From the entries below, report how many lines contain the string "usize". Only the number is wanted.

* _Input data_:
^^^^

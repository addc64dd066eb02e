//! the rank device model
//!
//! consumes commands off the bus and, for reads, produces the DATA packet
//! RL + BL/2 cycles later. the system moves matured packets back into the
//! controller; the rank never holds a reference to it.

use std::collections::VecDeque;
use std::sync::Arc;

use tracing::debug;

use crate::mem::{
    config::MemoryConfig,
    packet::{BusPacket, BusPacketType},
};

pub struct Rank {
    id: usize,
    cfg: Arc<MemoryConfig>,
    /// set by the controller when this rank must wake for a refresh
    pub refresh_waiting: bool,
    powered_down: bool,
    /// (DATA packet, cycles until it lands back at the controller)
    read_returns: VecDeque<(BusPacket, u64)>,
}

impl Rank {
    pub fn new(id: usize, cfg: Arc<MemoryConfig>) -> Self {
        Self {
            id,
            cfg,
            refresh_waiting: false,
            powered_down: false,
            read_returns: VecDeque::new(),
        }
    }

    pub fn receive_from_bus(&mut self, pkt: BusPacket) {
        assert!(
            !self.powered_down || pkt.packet_type == BusPacketType::Refresh,
            "rank {} received {:?} while powered down",
            self.id,
            pkt.packet_type
        );
        match pkt.packet_type {
            BusPacketType::Read | BusPacketType::ReadP => {
                let latency = self.cfg.read_latency() + self.cfg.burst_cycles();
                debug!(rank = self.id, row = pkt.row, column = pkt.column, "read burst scheduled");
                self.read_returns.push_back((BusPacket::data_for(&pkt), latency));
            }
            // the write burst arrives separately as DATA; the column command
            // and the burst itself are both sinks for an opaque payload
            BusPacketType::Write | BusPacketType::WriteP | BusPacketType::Data => {}
            BusPacketType::Activate | BusPacketType::Precharge => {}
            BusPacketType::Refresh => {
                self.refresh_waiting = false;
            }
        }
    }

    pub fn power_down(&mut self) {
        assert!(
            self.read_returns.is_empty(),
            "rank {} powered down with {} read returns in flight",
            self.id,
            self.read_returns.len()
        );
        debug!(rank = self.id, "entering power-down");
        self.powered_down = true;
    }

    pub fn power_up(&mut self) {
        debug!(rank = self.id, "waking from power-down");
        self.powered_down = false;
    }

    pub fn is_powered_down(&self) -> bool {
        self.powered_down
    }

    /// one device tick: age the in-flight bursts, surface at most one
    /// matured DATA packet for the controller
    pub fn update(&mut self) -> Option<BusPacket> {
        for (_, left) in self.read_returns.iter_mut() {
            *left = left.saturating_sub(1);
        }
        if let Some((_, 0)) = self.read_returns.front() {
            return self.read_returns.pop_front().map(|(pkt, _)| pkt);
        }
        None
    }
}

#[cfg(test)]
mod tests {
    use super::*;

    fn rank() -> Rank {
        Rank::new(0, Arc::new(MemoryConfig::from_ddr3_1333()))
    }

    #[test]
    fn read_returns_after_rl_plus_burst() {
        let mut r = rank();
        let cfg = MemoryConfig::from_ddr3_1333();
        r.receive_from_bus(BusPacket::new(BusPacketType::Read, 0x80, 0, 1, 2, 3, 0));
        let wait = cfg.read_latency() + cfg.burst_cycles();
        for _ in 0..wait - 1 {
            assert!(r.update().is_none());
        }
        let data = r.update().expect("burst due");
        assert_eq!(data.packet_type, BusPacketType::Data);
        assert_eq!(data.physical_address, 0x80);
    }

    #[test]
    fn returns_stay_fifo() {
        let mut r = rank();
        r.receive_from_bus(BusPacket::new(BusPacketType::Read, 0x40, 0, 0, 0, 0, 0));
        r.update();
        r.receive_from_bus(BusPacket::new(BusPacketType::ReadP, 0x80, 0, 0, 0, 4, 0));
        let mut out = vec![];
        for _ in 0..40 {
            if let Some(pkt) = r.update() {
                out.push(pkt.physical_address);
            }
        }
        assert_eq!(out, vec![0x40, 0x80]);
    }

    #[test]
    #[should_panic(expected = "powered down")]
    fn commands_to_sleeping_rank_abort() {
        let mut r = rank();
        r.power_down();
        r.receive_from_bus(BusPacket::new(BusPacketType::Activate, 0, 0, 0, 0, 0, 0));
    }

    #[test]
    fn refresh_clears_waiting_flag() {
        let mut r = rank();
        r.refresh_waiting = true;
        r.receive_from_bus(BusPacket::new(BusPacketType::Refresh, 0, 0, 0, 0, 0, 0));
        assert!(!r.refresh_waiting);
    }
}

^^^^

* _The answer_:
2